Requirement of the Bill:
- Currently there are multiple tribunals which delay the resolution of the water disputes most of the times.
- This bill aims to take place of the currently existing law - “The Interstate River Water Disputes Act, 1956” (IRWD Act) relating to inter-state water disputes.
- The bill was introduced in the background of the water disputes over sharing of river waters going on lingering among many states.
- The basic idea at the back of the bill is optimal sustainable development, maintenance of quality and efficient use of water resources to match with the growing demands of this precious natural resource of the country.
Salient Features of the Bill:
Hereunder given are the salient features of this bill:
- The draft legislation i.e. the bill provides for taking over all existing mechanism for all the water disputes settlement in the country.
- The bill intends to dissolve all existing tribunals relating to water disputes and transfer their work to the new tribunal.
- In place of having multiple tribunals under the existing IRWD Act 1956, the bill makes a provision for a new tribunal with multiple benches across the country.
- The new tribunal would not reopen the issues already adjudicated and settled by the existing or the previous water tribunals.
- The new tribunal under this bill will have a fixed time period to resolve all the water disputes, unlike the existing tribunals delaying the resolution of the water disputes.
- The new bill introduced seeks to speed up the redressal of grievances and accelerate the inter-state river water dispute resolution process.
- The maximum time to adjudicate water disputes for the new tribunal has been fixed as four-and-a-half years.
- The decision and order of the new tribunal shall be final and binding on the concerned states.
- There shall be no requirement of publication of the adjudication order/decision in the Official Gazette of the Union of India.
- The new tribunal will have one Chairperson, one Vice-Chairperson and a maximum of six members.
- The tenure of the chairperson will be five years or till he or she attains the age of 70, whichever is earlier.
- The tenure of the Vice-Chairperson and members will be co-terminus (to end simultaneously) along with the adjudication of the water disputes.
- There is a provision in the bill for appointing an assessor to offer technical support to the tribunal.
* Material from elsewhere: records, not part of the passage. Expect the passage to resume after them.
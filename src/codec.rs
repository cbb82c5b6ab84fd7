//! Strict UTF-8 decoding and encoding.
//!
//! The decoder rejects everything the WHATWG/RFC 3629 rules reject: overlong
//! forms, surrogate codepoints, values above U+10FFFF, and stray continuation
//! bytes. A clean-but-incomplete sequence at the end of the input is reported
//! as [`DecodeErrorKind::Truncated`] so callers can distinguish a short read
//! from corrupt data.

/// How a decode failed.
#[derive(Debug, Clone, Copy, PartialEq, Eq)]
pub enum DecodeErrorKind {
    /// A byte sequence that can never start or continue a valid scalar.
    Invalid,
    /// The input ends in the middle of an otherwise valid sequence.
    Truncated,
}

/// A decode failure, locating the first offending byte.
#[derive(Debug, Clone, Copy, PartialEq, Eq)]
pub struct DecodeError {
    /// Number of input bytes that decoded cleanly before the error.
    pub valid_up_to: usize,
    pub kind: DecodeErrorKind,
}

/// Decode a whole byte stream into unicode scalars.
///
/// Either every byte is consumed or an error pinpoints the first bad offset.
pub fn decode_utf8(bytes: &[u8]) -> Result<Vec<char>, DecodeError> {
    match std::str::from_utf8(bytes) {
        Ok(s) => Ok(s.chars().collect()),
        Err(e) => Err(DecodeError {
            valid_up_to: e.valid_up_to(),
            kind: match e.error_len() {
                Some(_) => DecodeErrorKind::Invalid,
                None => DecodeErrorKind::Truncated,
            },
        }),
    }
}

/// Decode the first scalar of a byte stream.
///
/// Returns the scalar and the number of bytes it occupied.
pub fn decode_one_utf8(bytes: &[u8]) -> Result<(char, usize), DecodeError> {
    let width = match bytes.first() {
        None => {
            return Err(DecodeError {
                valid_up_to: 0,
                kind: DecodeErrorKind::Truncated,
            })
        }
        Some(b) if b & 0x80 == 0 => 1,
        Some(b) if b & 0xE0 == 0xC0 => 2,
        Some(b) if b & 0xF0 == 0xE0 => 3,
        Some(b) if b & 0xF8 == 0xF0 => 4,
        Some(_) => {
            return Err(DecodeError {
                valid_up_to: 0,
                kind: DecodeErrorKind::Invalid,
            })
        }
    };

    let take = width.min(bytes.len());
    match std::str::from_utf8(&bytes[..take]) {
        Ok(s) if take == width => {
            // a valid prefix of `width` bytes holds exactly one scalar
            Ok((s.chars().next().unwrap(), width))
        }
        Ok(_) => Err(DecodeError {
            valid_up_to: 0,
            kind: DecodeErrorKind::Truncated,
        }),
        Err(e) => Err(DecodeError {
            valid_up_to: 0,
            kind: match e.error_len() {
                Some(_) => DecodeErrorKind::Invalid,
                None => DecodeErrorKind::Truncated,
            },
        }),
    }
}

/// Append the UTF-8 encoding of `cps` to `out`.
///
/// Infallible: `char` cannot hold a surrogate or out-of-range value.
pub fn encode_utf8(cps: &[char], out: &mut Vec<u8>) {
    let mut buf = [0u8; 4];
    for &cp in cps {
        out.extend_from_slice(cp.encode_utf8(&mut buf).as_bytes());
    }
}

#[cfg(test)]
mod tests {
    use super::*;
    use proptest::prelude::*;

    #[test]
    fn decodes_ascii_and_multibyte() {
        let cps = decode_utf8("aé€💧".as_bytes()).unwrap();
        assert_eq!(cps, vec!['a', 'é', '€', '💧']);
    }

    #[test]
    fn rejects_overlong_encoding() {
        // 0xC0 0x80 is an overlong NUL
        let err = decode_utf8(&[b'a', 0xC0, 0x80]).unwrap_err();
        assert_eq!(err.valid_up_to, 1);
        assert_eq!(err.kind, DecodeErrorKind::Invalid);
    }

    #[test]
    fn rejects_surrogates() {
        // U+D800 encoded as 0xED 0xA0 0x80
        let err = decode_utf8(&[0xED, 0xA0, 0x80]).unwrap_err();
        assert_eq!(err.kind, DecodeErrorKind::Invalid);
    }

    #[test]
    fn rejects_out_of_range() {
        // 0xF4 0x90 0x80 0x80 would be U+110000
        let err = decode_utf8(&[0xF4, 0x90, 0x80, 0x80]).unwrap_err();
        assert_eq!(err.kind, DecodeErrorKind::Invalid);
    }

    #[test]
    fn reports_truncation_at_end() {
        // '€' is 0xE2 0x82 0xAC; drop the last byte
        let err = decode_utf8(&[b'x', 0xE2, 0x82]).unwrap_err();
        assert_eq!(err.valid_up_to, 1);
        assert_eq!(err.kind, DecodeErrorKind::Truncated);
    }

    #[test]
    fn decode_one_reports_width() {
        assert_eq!(decode_one_utf8("é:rest".as_bytes()).unwrap(), ('é', 2));
        assert_eq!(decode_one_utf8(b"a").unwrap(), ('a', 1));
        let err = decode_one_utf8(&[0xE2, 0x82]).unwrap_err();
        assert_eq!(err.kind, DecodeErrorKind::Truncated);
        let err = decode_one_utf8(&[0xFF]).unwrap_err();
        assert_eq!(err.kind, DecodeErrorKind::Invalid);
    }

    proptest! {
        /// Any sequence of scalars survives encode -> decode unchanged.
        #[test]
        fn prop_roundtrip(input: Vec<char>) {
            let mut bytes = Vec::new();
            encode_utf8(&input, &mut bytes);
            let decoded = decode_utf8(&bytes).unwrap();
            prop_assert_eq!(decoded, input);
        }

        /// The decoder never consumes past the reported error offset.
        #[test]
        fn prop_valid_up_to_is_decodable(bytes: Vec<u8>) {
            if let Err(e) = decode_utf8(&bytes) {
                prop_assert!(decode_utf8(&bytes[..e.valid_up_to]).is_ok());
            }
        }
    }
}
The assessor will be appointed from the experts serving the Central Water Engineering Services not below the rank of Chief Engineer.
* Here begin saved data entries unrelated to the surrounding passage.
//! Bruteforce mode: enumerate every mask matching occurrence constraints.
//!
//! A bruteforce file gives a word width and, per line, how often a charset
//! may occur:
//!
//! ```text
//! 8
//! 0 2 ?d
//! 0 8 ?l
//! 1 2 ?u
//! ```
//!
//! The generator emits every mask of that width whose per-charset position
//! counts fall within the given ranges, exactly once, in a fixed order:
//! occurrence distributions are enumerated odometer-style (first charset
//! varying fastest), and within a distribution the charsets are placed
//! depth-first, lowest constraint index first. Both stages are resumable
//! state machines, so the driver's counting and emission passes never
//! buffer a mask list.

use log::info;

use crate::alphabet::Alphabet;
use crate::charset::Charset;
use crate::error::{Error, Result};
use crate::generator::MaskGenerator;
use crate::mask::Mask;
use crate::masklist::split_lines;
use crate::registry::Registry;

/// Stage 1: occurrence-count vectors `n` with `min_k <= n_k <= max_k` and
/// `sum(n) = width`.
#[derive(Debug)]
struct Distributions {
    mins: Vec<u32>,
    maxs: Vec<u32>,
    width: u32,
    counts: Vec<u32>,
    total: u32,
    started: bool,
    done: bool,
}

impl Distributions {
    fn new(mins: Vec<u32>, maxs: Vec<u32>, width: u32) -> Self {
        let mut d = Self {
            counts: Vec::new(),
            total: 0,
            started: false,
            done: false,
            mins,
            maxs,
            width,
        };
        d.reset();
        d
    }

    fn reset(&mut self) {
        self.counts = self.mins.clone();
        self.total = self.mins.iter().sum();
        self.started = false;
        // an empty range anywhere empties the whole product
        self.done = self.mins.iter().zip(&self.maxs).any(|(lo, hi)| lo > hi);
    }

    fn counts(&self) -> &[u32] {
        &self.counts
    }

    /// Move to the next valid distribution. False when exhausted.
    fn advance(&mut self) -> bool {
        if self.done {
            return false;
        }
        loop {
            if self.started && !self.step() {
                self.done = true;
                return false;
            }
            self.started = true;

            // under-shoot: close the gap with the fastest wheel in one move
            if self.total < self.width {
                let diff = (self.width - self.total).min(self.maxs[0] - self.counts[0]);
                self.counts[0] += diff;
                self.total += diff;
            }
            if self.total == self.width {
                return true;
            }
        }
    }

    /// Odometer increment with carry. False once every wheel wrapped.
    fn step(&mut self) -> bool {
        for k in 0..self.counts.len() {
            self.counts[k] += 1;
            self.total += 1;
            if self.counts[k] > self.maxs[k] || self.total > self.width {
                self.total -= self.counts[k];
                self.counts[k] = self.mins[k];
                self.total += self.counts[k];
            } else {
                return true;
            }
        }
        false
    }
}

/// Stage 2: every arrangement of the current distribution over `width`
/// positions, depth-first with the lowest charset index tried first.
#[derive(Debug)]
struct Placements {
    width: usize,
    remaining: Vec<u32>,
    choice: Vec<usize>,
    primed: bool,
}

impl Placements {
    fn new() -> Self {
        Self {
            width: 0,
            remaining: Vec::new(),
            choice: Vec::new(),
            primed: false,
        }
    }

    fn init(&mut self, counts: &[u32], width: usize) {
        self.width = width;
        self.remaining = counts.to_vec();
        self.choice.clear();
        self.primed = false;
    }

    /// The arrangement produced by the last successful [`next`](Self::next).
    fn choice(&self) -> &[usize] {
        &self.choice
    }

    fn next(&mut self) -> bool {
        if !self.primed {
            self.primed = true;
            self.descend();
            return self.choice.len() == self.width;
        }
        while let Some(k) = self.choice.pop() {
            self.remaining[k] += 1;
            let next_k = (k + 1..self.remaining.len()).find(|&k2| self.remaining[k2] > 0);
            if let Some(k2) = next_k {
                self.remaining[k2] -= 1;
                self.choice.push(k2);
                self.descend();
                return true;
            }
        }
        false
    }

    /// Fill the remaining positions greedily with the lowest available
    /// index. The remaining counts always sum to the open positions.
    fn descend(&mut self) {
        while self.choice.len() < self.width {
            match (0..self.remaining.len()).find(|&k| self.remaining[k] > 0) {
                Some(k) => {
                    self.remaining[k] -= 1;
                    self.choice.push(k);
                }
                None => break,
            }
        }
    }
}

/// Lazy generator over every mask satisfying a bruteforce description.
#[derive(Debug)]
pub struct Bruteforce<A: Alphabet> {
    charsets: Vec<Charset<A>>,
    width: u32,
    dists: Distributions,
    places: Placements,
    in_distribution: bool,
    /// Word count of each mask of the active distribution.
    dist_mask_len: u64,
}

impl<A: Alphabet> Bruteforce<A> {
    /// Read and parse a bruteforce description file.
    ///
    /// Grammar: the first non-empty line is the word width; every further
    /// non-empty line is `MIN MAX CHARSET`. No comments, no escapes.
    /// Charsets are expanded against `registry` without being named;
    /// `MAX` is clamped to the width.
    pub fn open(spec: &str, registry: &Registry<A>) -> Result<Self> {
        let content = std::fs::read(spec).map_err(|e| Error::Io {
            path: spec.to_string(),
            source: e,
        })?;

        let mut width: Option<u32> = None;
        let mut charsets = Vec::new();
        let mut mins = Vec::new();
        let mut maxs = Vec::new();

        for (idx, raw) in split_lines(&content).iter().enumerate() {
            let lineno = (idx + 1) as u32;
            if raw.is_empty() {
                continue;
            }
            let Some(w) = width else {
                width = Some(parse_width(raw).map_err(|e| e.at_line(spec, lineno))?);
                continue;
            };

            let (min, max, cset) =
                parse_constraint(raw).map_err(|e| e.at_line(spec, lineno))?;
            let cps = A::decode(cset, "the charset").map_err(|e| e.at_line(spec, lineno))?;
            let expanded = registry
                .expand_detached(&cps)
                .map_err(|e| e.at_line(spec, lineno))?;
            let charset = Charset::new(&expanded).map_err(|e| e.at_line(spec, lineno))?;

            charsets.push(charset);
            mins.push(min);
            maxs.push(max.min(w));
        }

        let Some(width) = width else {
            return Err(Error::Syntax(format!(
                "expected at least a word width and a charset in '{spec}'"
            )));
        };
        if charsets.is_empty() {
            return Err(Error::Syntax(format!(
                "expected at least a word width and a charset in '{spec}'"
            )));
        }
        info!(
            "bruteforce: width {width}, {} constrained charsets",
            charsets.len()
        );

        Ok(Self {
            dists: Distributions::new(mins, maxs, width),
            places: Placements::new(),
            in_distribution: false,
            dist_mask_len: 0,
            charsets,
            width,
        })
    }

    /// Step to the next arrangement, crossing distribution boundaries.
    fn step(&mut self) -> Result<bool> {
        loop {
            if self.in_distribution && self.places.next() {
                return Ok(true);
            }
            if !self.dists.advance() {
                self.in_distribution = false;
                return Ok(false);
            }
            self.in_distribution = true;
            self.dist_mask_len = self.distribution_len()?;
            self.places.init(self.dists.counts(), self.width as usize);
        }
    }

    /// Words per mask for the active distribution: prod |s_k| ^ n_k.
    fn distribution_len(&self) -> Result<u64> {
        let mut len: u64 = 1;
        for (cs, &n) in self.charsets.iter().zip(self.dists.counts()) {
            let factor = cs.len().checked_pow(n).ok_or(Error::MaskLengthOverflow)?;
            len = len.checked_mul(factor).ok_or(Error::MaskLengthOverflow)?;
        }
        Ok(len)
    }
}

impl<A: Alphabet> MaskGenerator<A> for Bruteforce<A> {
    fn next_mask(&mut self) -> Result<Option<Mask<A>>> {
        if !self.step()? {
            return Ok(None);
        }
        let mut mask = Mask::with_capacity(self.width as usize);
        for &k in self.places.choice().iter().rev() {
            mask.push_left(self.charsets[k].clone())?;
        }
        Ok(Some(mask))
    }

    fn next_len(&mut self) -> Result<Option<(u64, usize)>> {
        if !self.step()? {
            return Ok(None);
        }
        Ok(Some((self.dist_mask_len, self.width as usize)))
    }

    fn reset(&mut self) {
        self.dists.reset();
        self.in_distribution = false;
    }
}

fn parse_width(raw: &[u8]) -> Result<u32> {
    let text = std::str::from_utf8(raw).map_err(|_| {
        Error::Syntax("expected an unsigned decimal word width".to_string())
    })?;
    let w: u32 = text
        .trim()
        .parse()
        .map_err(|_| Error::Syntax("expected an unsigned decimal word width".to_string()))?;
    if w == 0 {
        return Err(Error::Syntax("the word width must be positive".to_string()));
    }
    Ok(w)
}

/// Parse `MIN MAX CHARSET` where MIN and MAX are decimal and CHARSET is the
/// raw remainder of the line (it may itself contain blanks).
fn parse_constraint(raw: &[u8]) -> Result<(u32, u32, &[u8])> {
    let err = || Error::Syntax("expected 'MIN MAX CHARSET'".to_string());

    let mut i = 0;
    let num = |i: &mut usize| -> Result<u32> {
        while *i < raw.len() && (raw[*i] == b' ' || raw[*i] == b'\t') {
            *i += 1;
        }
        let start = *i;
        while *i < raw.len() && raw[*i].is_ascii_digit() {
            *i += 1;
        }
        if start == *i {
            return Err(err());
        }
        std::str::from_utf8(&raw[start..*i])
            .ok()
            .and_then(|s| s.parse().ok())
            .ok_or_else(err)
    };

    let min = num(&mut i)?;
    let max = num(&mut i)?;
    while i < raw.len() && (raw[i] == b' ' || raw[i] == b'\t') {
        i += 1;
    }
    Ok((min, max, &raw[i..]))
}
- The bill also provides for the collection of data in a transparent manner on at the national level from all the river basins of the country.
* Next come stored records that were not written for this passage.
//! The range driver: count the word space, resolve the requested window,
//! stream exactly that window to a sink.

use std::io::Write;

use log::{debug, info};

use crate::alphabet::Alphabet;
use crate::error::{Error, Result};
use crate::generator::MaskGenerator;
use crate::mask::Mask;

/// Working buffer size, in codepoints. Words are batched here and flushed
/// to the sink whenever the next word might not fit.
pub const OUT_BUF_CODEPOINTS: usize = 8192;

/// The requested slice of the enumeration, as given on the command line.
#[derive(Debug, Clone, Copy, Default)]
pub struct RangeSpec {
    /// `(J, N)`: emit the J-th of N equal parts, 1-based. Takes precedence
    /// over `begin`/`end`.
    pub job: Option<(u64, u64)>,
    /// First word index, inclusive, counting from 0.
    pub begin: Option<u64>,
    /// Last word index, inclusive.
    pub end: Option<u64>,
}

/// A resolved emission window over a counted generator.
#[derive(Debug, Clone, Copy)]
pub struct Plan {
    /// Total number of words the generator enumerates.
    pub total: u64,
    /// Index of the first word to emit.
    pub start: u64,
    /// Number of words to emit.
    pub count: u64,
    /// Widest mask seen, in codepoints.
    pub max_width: usize,
}

/// Counting pass: walk the generator once, sum the word counts with
/// overflow checking, and resolve `range` against the total.
///
/// Jobs split the index space into `N` contiguous parts whose sizes differ
/// by at most one; the remainder goes to the first jobs, so concatenating
/// the output of jobs `1..=N` reproduces a whole run exactly.
pub fn prepare<A: Alphabet, G: MaskGenerator<A>>(gen: &mut G, range: &RangeSpec) -> Result<Plan> {
    let mut total: u64 = 0;
    let mut max_width = 0usize;
    while let Some((len, width)) = gen.next_len()? {
        total = total
            .checked_add(len)
            .ok_or(Error::TotalLengthOverflow)?;
        max_width = max_width.max(width);
    }
    debug!("counting pass: {total} words, max width {max_width}");

    let (start, count) = match range.job {
        Some((j, n)) => {
            let q = total / n;
            let r = total % n;
            let start = q * (j - 1) + (j - 1).min(r);
            let count = q + u64::from(j <= r);
            (start, count)
        }
        None => {
            let start = range.begin.unwrap_or(0);
            let end_excl = match range.end {
                Some(e) => e.checked_add(1).ok_or(Error::InvalidRange {
                    start,
                    end: u64::MAX,
                    total,
                })?,
                None => total,
            };
            if start > end_excl || end_excl > total {
                return Err(Error::InvalidRange {
                    start,
                    end: end_excl,
                    total,
                });
            }
            (start, end_excl - start)
        }
    };

    info!("selected {count} of {total} words starting at {start}");
    Ok(Plan {
        total,
        start,
        count,
        max_width,
    })
}

/// Batches words in codepoint space and writes them out encoded.
struct WordSink<'a, A: Alphabet, W: Write> {
    buf: Vec<A::Cp>,
    bytes: Vec<u8>,
    delim: Option<A::Cp>,
    out: &'a mut W,
}

impl<'a, A: Alphabet, W: Write> WordSink<'a, A, W> {
    fn new(delim: Option<A::Cp>, out: &'a mut W) -> Self {
        Self {
            buf: Vec::with_capacity(OUT_BUF_CODEPOINTS),
            bytes: Vec::new(),
            delim,
            out,
        }
    }

    #[inline]
    fn push(&mut self, word: &[A::Cp]) -> Result<()> {
        let needed = word.len() + usize::from(self.delim.is_some());
        if self.buf.len() + needed > OUT_BUF_CODEPOINTS {
            self.flush()?;
        }
        self.buf.extend_from_slice(word);
        if let Some(d) = self.delim {
            self.buf.push(d);
        }
        Ok(())
    }

    fn flush(&mut self) -> Result<()> {
        if self.buf.is_empty() {
            return Ok(());
        }
        self.bytes.clear();
        A::extend_bytes(&self.buf, &mut self.bytes);
        self.out.write_all(&self.bytes).map_err(Error::Output)?;
        self.buf.clear();
        Ok(())
    }
}

/// Emission pass: replay the generator and stream `plan.count` words
/// starting at index `plan.start` into `out`.
///
/// Leading masks are skipped whole; the boundary mask is entered with
/// `set_position`, after which every word costs one odometer tick.
pub fn emit<A: Alphabet, G: MaskGenerator<A>, W: Write>(
    gen: &mut G,
    plan: &Plan,
    delim: Option<A::Cp>,
    out: &mut W,
) -> Result<()> {
    let delim_width = usize::from(delim.is_some());
    if plan.max_width + delim_width > OUT_BUF_CODEPOINTS {
        return Err(Error::OversizedWord {
            width: plan.max_width,
            max: OUT_BUF_CODEPOINTS,
        });
    }
    let mut todo = plan.count;
    if todo == 0 {
        return Ok(());
    }

    gen.reset();

    // consume whole masks in front of the window
    let mut start = plan.start;
    let mut current: Option<Mask<A>> = None;
    while start > 0 {
        match gen.next_mask()? {
            Some(mask) if start >= mask.len() => start -= mask.len(),
            Some(mask) => {
                current = Some(mask);
                break;
            }
            None => return Ok(()),
        }
    }
    let mut mask = match current {
        Some(mask) => mask,
        None => match gen.next_mask()? {
            Some(mask) => mask,
            None => return Ok(()),
        },
    };

    let mut word = vec![A::ascii(0); plan.max_width];
    let mut sink = WordSink::<A, W>::new(delim, out);

    loop {
        mask.set_position(start);
        let chunk = todo.min(mask.len().saturating_sub(start));
        let w = mask.width();

        // the first word of each mask materialises every position
        if chunk >= 1 {
            mask.current(&mut word[..w]);
            sink.push(&word[..w])?;
        }
        for _ in 1..chunk {
            mask.advance(&mut word[..w]);
            sink.push(&word[..w])?;
        }

        todo -= chunk;
        if todo == 0 {
            break;
        }
        match gen.next_mask()? {
            Some(next) => {
                mask = next;
                start = 0;
            }
            None => break,
        }
    }

    sink.flush()
}

#[cfg(test)]
mod tests {
    use super::*;
    use crate::alphabet::Bytes;
    use crate::masklist::MaskList;
    use crate::registry::Registry;
    use std::io::Write as _;

    fn registry() -> Registry<Bytes> {
        let mut reg = Registry::<Bytes>::with_builtins();
        reg.expand_all().unwrap();
        reg
    }

    fn gen_for(spec: &str) -> MaskList<Bytes> {
        MaskList::open(spec, registry()).unwrap()
    }

    fn output(gen: &mut MaskList<Bytes>, range: RangeSpec, delim: Option<u8>) -> Vec<u8> {
        let plan = prepare(gen, &range).unwrap();
        let mut out = Vec::new();
        emit(gen, &plan, delim, &mut out).unwrap();
        out
    }

    #[test]
    fn emits_a_whole_mask_in_order() {
        let mut gen = gen_for("?d");
        let out = output(&mut gen, RangeSpec::default(), Some(b'\n'));
        assert_eq!(out, b"0\n1\n2\n3\n4\n5\n6\n7\n8\n9\n");
    }

    #[test]
    fn begin_end_select_an_inclusive_window() {
        let mut gen = gen_for("?d");
        let range = RangeSpec {
            begin: Some(5),
            end: Some(7),
            ..Default::default()
        };
        assert_eq!(output(&mut gen, range, Some(b'\n')), b"5\n6\n7\n");
    }

    #[test]
    fn delimiter_variants() {
        let mut gen = gen_for("?d");
        let range = RangeSpec {
            begin: Some(0),
            end: Some(1),
            ..Default::default()
        };
        assert_eq!(output(&mut gen, range, Some(0)), b"0\x001\x00");
        let mut gen = gen_for("?d");
        assert_eq!(output(&mut gen, range, None), b"01");
    }

    #[test]
    fn out_of_bounds_ranges_are_rejected() {
        let mut gen = gen_for("?d");
        let range = RangeSpec {
            end: Some(10),
            ..Default::default()
        };
        assert!(matches!(
            prepare(&mut gen, &range).unwrap_err(),
            Error::InvalidRange { .. }
        ));

        let mut gen = gen_for("?d");
        let range = RangeSpec {
            begin: Some(7),
            end: Some(3),
            ..Default::default()
        };
        assert!(prepare(&mut gen, &range).is_err());
    }

    #[test]
    fn windows_cross_mask_boundaries() {
        let mut file = tempfile::NamedTempFile::new().unwrap();
        write!(file, "?d\nx?d\n").unwrap();
        let path = file.path().to_str().unwrap().to_string();

        // words 0..9 are "0".."9", 10..19 are "x0".."x9"
        let mut gen = gen_for(&path);
        let range = RangeSpec {
            begin: Some(8),
            end: Some(11),
            ..Default::default()
        };
        assert_eq!(output(&mut gen, range, Some(b'\n')), b"8\n9\nx0\nx1\n");
    }

    #[test]
    fn job_outputs_concatenate_to_the_whole_run() {
        let mut file = tempfile::NamedTempFile::new().unwrap();
        write!(file, "?d?l\nab\n?d\n").unwrap();
        let path = file.path().to_str().unwrap().to_string();

        let mut gen = gen_for(&path);
        let whole = output(&mut gen, RangeSpec::default(), Some(b'\n'));

        for n in [1u64, 3, 5, 7] {
            let mut stitched = Vec::new();
            let mut sizes = Vec::new();
            for j in 1..=n {
                let mut gen = gen_for(&path);
                let range = RangeSpec {
                    job: Some((j, n)),
                    ..Default::default()
                };
                let plan = prepare(&mut gen, &range).unwrap();
                sizes.push(plan.count);
                let mut part = Vec::new();
                emit(&mut gen, &plan, Some(b'\n'), &mut part).unwrap();
                stitched.extend_from_slice(&part);
            }
            assert_eq!(stitched, whole, "N={n}");
            // parts differ in size by at most one word
            let min = sizes.iter().min().unwrap();
            let max = sizes.iter().max().unwrap();
            assert!(max - min <= 1, "uneven split for N={n}: {sizes:?}");
        }
    }

    #[test]
    fn size_zero_window_emits_nothing() {
        let mut gen = gen_for("?d");
        let range = RangeSpec {
            job: Some((3, 20)),
            ..Default::default()
        };
        // 10 words over 20 jobs: jobs 11.. get nothing
        let range_late = RangeSpec {
            job: Some((11, 20)),
            ..Default::default()
        };
        assert_eq!(output(&mut gen, range, Some(b'\n')), b"2\n");
        let mut gen = gen_for("?d");
        assert_eq!(output(&mut gen, range_late, Some(b'\n')), b"");
    }

    #[test]
    fn oversized_words_are_refused() {
        let mut gen = gen_for("?d");
        let plan = Plan {
            total: 10,
            start: 0,
            count: 10,
            max_width: OUT_BUF_CODEPOINTS,
        };
        let mut out = Vec::new();
        assert!(matches!(
            emit(&mut gen, &plan, Some(b'\n'), &mut out).unwrap_err(),
            Error::OversizedWord { .. }
        ));
    }
}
- There is also a provision in the bill to amicably resolve the water disputes by way of negotiations through a 'Dispute Resolution Committee' (DRC) to be set up by the Centre before such disputes are referred to the tribunal.
Opposition to the Bill:
Biju Janata Dal (BJD) M.P. Bhartruhari Mahtab objected to the introduction of the bill, stating that water is a state issue and the Centre was “overstepping” the Constitutional limits by introducing the Bill. Mahtab also alleged that the bill had been drafted in a poor manner and the honourable minister should herself take a relook at it before introducing the same in the house. He also asked the Minister whether she had consulted all the 29 states before the drafting of the bill.
What the Minister Stated?
Bharti called the bill as a “Revolutionary Step” and “A well – planned Bill” and rejected the argument of Mahtab. She added that the Centre was very much within its rights to introduce such a bill under Article 262 of the Constitution of India. She further stated that although the IRWD Act 1956 provides for a legal framework to address these water disputes, yet the same suffers from various drawbacks. She added that the bill was the need of the hour in times when on the one hand due to the reasons of rising water demand in the states, water disputes are on the rise; and on the other hand states were increasingly refusing to honour the awards of multiple existing tribunals. She specifically mentioned the dispute between Karnataka and Tamil Nadu over the Cauvery waters.
The objection was overruled by the Speaker of the Lok Sabha, Sumitra Mahajan and the bill was introduced in the house.
This will be sent to the Rajya Sabha after the Lok Sabha. This bill would become “Inter-State River Water Disputes (Amendment) Act, 2017” after the bill is passed by both the houses and after the assent of the President of India is received.